→ **TASK DESCRIPTION**: Using the records below, filter for lines that contain the string "available" and copy them out.

→ **DATA LISTING**:

:::::

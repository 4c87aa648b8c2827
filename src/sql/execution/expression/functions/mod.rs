//! Built-in MySQL-dialect function implementations.
//!
//! - **Conditional Functions** (ISNULL, IFNULL, IF) - NULL handling
//! - **String Functions** (CONCAT, CONCAT_WS, FIND_IN_SET, FIELD, ELT, TRIM,
//!   LTRIM, RTRIM, INSERT)
//! - **Format Functions** (FORMAT) - grouped decimal rendering
//! - **Date/Time Functions** (DATE_FORMAT, FROM_UNIXTIME, UNIX_TIMESTAMP,
//!   TIMESTAMPDIFF and its per-unit variants)
//! - **Network Functions** (INET_ATON)
//!
//! Every function registers itself with
//! [`register_sql_function!`](crate::register_sql_function) next to its
//! implementation. Handlers are pure: the only shared input is the
//! read-only [`FunctionContext`].

pub mod conditional;
pub mod date_format;
pub mod network;
pub mod numeric_format;
pub mod string;
pub mod temporal;

use super::function_metadata;
use crate::sql::error::{SqlError, SqlResult};
use crate::sql::execution::context::FunctionContext;
use crate::sql::execution::types::FieldValue;
use chrono::{DateTime, Utc};

/// Provides built-in SQL function evaluation
pub struct BuiltinFunctions;

impl BuiltinFunctions {
    /// Evaluates a function by name with already-evaluated arguments
    ///
    /// Same as [`function_metadata::invoke_function`]: lookup is
    /// case-insensitive, and arity, implicit casts and strict NULL handling
    /// are applied before the implementation runs.
    pub fn evaluate_function_by_name(
        name: &str,
        args: &[FieldValue],
        ctx: &FunctionContext,
    ) -> Result<FieldValue, SqlError> {
        function_metadata::invoke_function(name, args, ctx)
    }
}

// Argument accessors shared by the implementations. Each returns `Ok(None)`
// for NULL and a type error for a kind the dispatch layer should have
// rejected, so handlers stay total when called directly.

pub(crate) fn arg_value<'a>(
    function: &str,
    args: &'a [FieldValue],
    index: usize,
) -> SqlResult<&'a FieldValue> {
    args.get(index)
        .ok_or_else(|| SqlError::arity_error(function, format!("at least {}", index + 1), args.len()))
}

pub(crate) fn arg_text<'a>(
    function: &str,
    args: &'a [FieldValue],
    index: usize,
) -> SqlResult<Option<&'a str>> {
    match arg_value(function, args, index)? {
        FieldValue::Null => Ok(None),
        FieldValue::String(s) => Ok(Some(s.as_str())),
        other => Err(SqlError::type_error(function, "TEXT", other.type_name())),
    }
}

pub(crate) fn arg_i64(function: &str, args: &[FieldValue], index: usize) -> SqlResult<Option<i64>> {
    match arg_value(function, args, index)? {
        FieldValue::Null => Ok(None),
        FieldValue::Integer(i) => Ok(Some(*i)),
        FieldValue::Boolean(b) => Ok(Some(i64::from(*b))),
        other => Err(SqlError::type_error(function, "INTEGER", other.type_name())),
    }
}

pub(crate) fn arg_bool(function: &str, args: &[FieldValue], index: usize) -> SqlResult<Option<bool>> {
    match arg_value(function, args, index)? {
        FieldValue::Null => Ok(None),
        FieldValue::Boolean(b) => Ok(Some(*b)),
        FieldValue::Integer(i) => Ok(Some(*i != 0)),
        other => Err(SqlError::type_error(function, "BOOLEAN", other.type_name())),
    }
}

pub(crate) fn arg_timestamp(
    function: &str,
    args: &[FieldValue],
    index: usize,
) -> SqlResult<Option<DateTime<Utc>>> {
    match arg_value(function, args, index)? {
        FieldValue::Null => Ok(None),
        FieldValue::Timestamp(ts) => Ok(Some(*ts)),
        other => Err(SqlError::type_error(function, "TIMESTAMP", other.type_name())),
    }
}
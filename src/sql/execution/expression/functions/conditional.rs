//! NULL-handling functions: ISNULL, IFNULL, IF.
//!
//! None of these is strict: each one exists to look at NULL arguments.

use super::{arg_bool, arg_value};
use crate::register_sql_function;
use crate::sql::error::SqlError;
use crate::sql::execution::casts::coerce_to_common;
use crate::sql::execution::context::FunctionContext;
use crate::sql::execution::expression::function_metadata::{
    FunctionCategory, FunctionSignature, ParamKind, ReturnKind, Volatility,
};
use crate::sql::execution::types::{FieldValue, ValueKind};

/// ISNULL(x): 1 when x is NULL, else 0. Never NULL itself.
pub fn isnull_function(args: &[FieldValue], _ctx: &FunctionContext) -> Result<FieldValue, SqlError> {
    let value = arg_value("ISNULL", args, 0)?;
    Ok(FieldValue::Integer(i64::from(value.is_null())))
}

/// IFNULL(a, b): a unless it is NULL, otherwise b.
///
/// The result takes the common type of both arguments, so
/// `IFNULL(1, 2.5)` answers FLOAT 1.0.
pub fn ifnull_function(args: &[FieldValue], _ctx: &FunctionContext) -> Result<FieldValue, SqlError> {
    let a = arg_value("IFNULL", args, 0)?;
    let b = arg_value("IFNULL", args, 1)?;

    let chosen = if a.is_null() { b.clone() } else { a.clone() };
    coerce_to_common("IFNULL", chosen, a, b)
}

/// IF(cond, a, b): a when cond is true, b otherwise.
///
/// A NULL condition selects the false branch. A NULL in the selected
/// branch yields NULL.
pub fn if_function(args: &[FieldValue], _ctx: &FunctionContext) -> Result<FieldValue, SqlError> {
    let cond = arg_bool("IF", args, 0)?.unwrap_or(false);
    let a = arg_value("IF", args, 1)?;
    let b = arg_value("IF", args, 2)?;

    let chosen = if cond { a.clone() } else { b.clone() };
    coerce_to_common("IF", chosen, a, b)
}

register_sql_function!(
    name: "ISNULL",
    aliases: [],
    category: FunctionCategory::Conditional,
    signature: FunctionSignature::fixed(&[ParamKind::Any], ReturnKind::Fixed(ValueKind::Integer))
        .non_strict(),
    description: "1 if the argument is NULL, otherwise 0",
    handler: isnull_function
);

register_sql_function!(
    name: "IFNULL",
    aliases: [],
    category: FunctionCategory::Conditional,
    signature: FunctionSignature::fixed(&[ParamKind::Any, ParamKind::Any], ReturnKind::Polymorphic)
        .non_strict()
        .with_volatility(Volatility::Stable),
    description: "First argument unless it is NULL, otherwise the second",
    handler: ifnull_function
);

register_sql_function!(
    name: "IF",
    aliases: [],
    category: FunctionCategory::Conditional,
    signature: FunctionSignature::fixed(
        &[ParamKind::Boolean, ParamKind::Any, ParamKind::Any],
        ReturnKind::Polymorphic
    )
    .non_strict()
    .with_volatility(Volatility::Stable),
    description: "Second argument when the condition is true, otherwise the third",
    handler: if_function
);
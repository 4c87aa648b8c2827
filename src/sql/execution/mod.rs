//! Value model and evaluation of MySQL-dialect functions.

pub mod casts;
pub mod context;
pub mod expression;
pub mod types;

pub use context::{Clock, FixedClock, FunctionContext, SystemClock};
pub use expression::{BuiltinFunctions, invoke_function};
pub use types::{FieldValue, ValueKind};
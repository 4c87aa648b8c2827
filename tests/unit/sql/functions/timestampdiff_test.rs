/*!
# TIMESTAMPDIFF Tests

The text-unit form and the per-unit TIMESTAMPDIFF_<UNIT> / TIMEDIFF_<UNIT>
registrations share one implementation.
*/

use crate::unit::common::*;
use mysql_compat::{FieldValue, SqlError};

#[test]
fn test_month_counts_complete_months() {
    assert_eq!(
        eval("TIMESTAMPDIFF_MONTH", &[ts("2024-01-31"), ts("2024-03-01")]),
        int(1)
    );
    assert_eq!(
        eval("TIMESTAMPDIFF_MONTH", &[ts("2024-01-01"), ts("2024-03-01")]),
        int(2)
    );
    assert_eq!(
        eval("timediff_month", &[ts("2024-03-01"), ts("2024-01-31")]),
        int(-1)
    );
}

#[test]
fn test_year() {
    assert_eq!(
        eval("TIMESTAMPDIFF_YEAR", &[ts("2000-02-29"), ts("2024-02-29")]),
        int(24)
    );
    assert_eq!(
        eval("TIMESTAMPDIFF_YEAR", &[ts("2024-12-31"), ts("2025-01-01")]),
        int(0)
    );
}

#[test]
fn test_fixed_units() {
    let start = ts("2024-01-01 00:00:00");
    let end = ts("2024-01-15 12:30:45.5");
    let cases = [
        ("TIMESTAMPDIFF_MICROSECOND", 1_254_645_500_000),
        ("TIMESTAMPDIFF_SECOND", 1_254_645),
        ("TIMESTAMPDIFF_MINUTE", 20_910),
        ("TIMESTAMPDIFF_HOUR", 348),
        ("TIMESTAMPDIFF_DAY", 14),
        ("TIMESTAMPDIFF_WEEK", 2),
    ];
    for (name, expected) in cases {
        assert_eq!(eval(name, &[start.clone(), end.clone()]), int(expected), "{}", name);
        assert_eq!(eval(name, &[end.clone(), start.clone()]), int(-expected), "{}", name);
    }
}

#[test]
fn test_text_unit_form() {
    let start = ts("2024-01-01");
    let end = ts("2024-03-15");
    assert_eq!(eval("TIMESTAMPDIFF", &[text("MONTH"), start.clone(), end.clone()]), int(2));
    assert_eq!(eval("TIMESTAMPDIFF", &[text("day"), start.clone(), end.clone()]), int(74));
    assert_eq!(
        eval("TIMESTAMPDIFF", &[text("SQL_TSI_WEEK"), start.clone(), end.clone()]),
        int(10)
    );
    assert!(matches!(
        try_eval("TIMESTAMPDIFF", &[text("decade"), start, end]),
        Err(SqlError::ExecutionError { .. })
    ));
}

#[test]
fn test_null_timestamps() {
    assert_eq!(
        eval("TIMESTAMPDIFF_DAY", &[FieldValue::Null, ts("2024-01-01")]),
        FieldValue::Null
    );
    assert_eq!(
        eval("TIMESTAMPDIFF", &[FieldValue::Null, ts("2024-01-01"), ts("2024-01-02")]),
        FieldValue::Null
    );
}

#[test]
fn test_rejects_non_timestamps() {
    assert!(matches!(
        try_eval("TIMESTAMPDIFF_DAY", &[text("2024-01-01"), ts("2024-01-02")]),
        Err(SqlError::TypeError { .. })
    ));
}
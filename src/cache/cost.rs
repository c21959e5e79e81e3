//! Cost Policy Module
//!
//! Computes the cost of a value when the caller does not supply one.

use std::sync::Arc;

/// Cost function applied to values stored without an explicit cost.
pub type CostFn<V> = Arc<dyn Fn(&V) -> u64 + Send + Sync>;

/// Default policy: every value costs nothing.
pub fn zero_cost<V>() -> CostFn<V> {
    Arc::new(|_| 0)
}

// == Pixel Footprint ==
/// Image-shaped values whose decoded size is known from their dimensions.
pub trait PixelFootprint {
    /// Width in points.
    fn width(&self) -> f64;
    /// Height in points.
    fn height(&self) -> f64;
    /// Points to pixels scale factor.
    fn scale(&self) -> f64 {
        1.0
    }
}

impl<T: PixelFootprint + ?Sized> PixelFootprint for Arc<T> {
    fn width(&self) -> f64 {
        (**self).width()
    }

    fn height(&self) -> f64 {
        (**self).height()
    }

    fn scale(&self) -> f64 {
        (**self).scale()
    }
}

/// Approximates decoded memory as `width * height * scale`, truncated.
///
/// Negative or non-finite products cost zero.
pub fn pixel_cost<V: PixelFootprint + ?Sized>(value: &V) -> u64 {
    let area = value.width() * value.height() * value.scale();
    if area.is_finite() && area > 0.0 {
        area as u64
    } else {
        0
    }
}

/// Resolves the cost to record: an explicit positive cost wins, otherwise the policy decides.
pub(crate) fn resolve_cost<V>(explicit: u64, value: &V, policy: &CostFn<V>) -> u64 {
    if explicit > 0 {
        explicit
    } else {
        policy(value)
    }
}
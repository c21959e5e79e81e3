//! Error types for the memory cache
//!
//! Cache operations themselves never fail; these errors cover construction
//! and the background maintenance worker.

use thiserror::Error;

// == Cache Error Enum ==
/// Unified error type for the memory cache.
#[derive(Error, Debug)]
pub enum CacheError {
    /// No tokio runtime is available to host the maintenance worker
    #[error("no tokio runtime available to run cache maintenance")]
    NoRuntime,

    /// Configuration values are out of range
    #[error("Invalid config: {0}")]
    InvalidConfig(String),

    /// The maintenance worker could not accept or finish a job
    #[error("Maintenance worker error: {0}")]
    Worker(String),
}

// == Result Type Alias ==
/// Convenience Result type for the memory cache.
pub type Result<T> = std::result::Result<T, CacheError>;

:::::

→ **OUTPUT BELOW**:
    /// No tokio runtime is available to host the maintenance worker
    #[error("no tokio runtime available to run cache maintenance")]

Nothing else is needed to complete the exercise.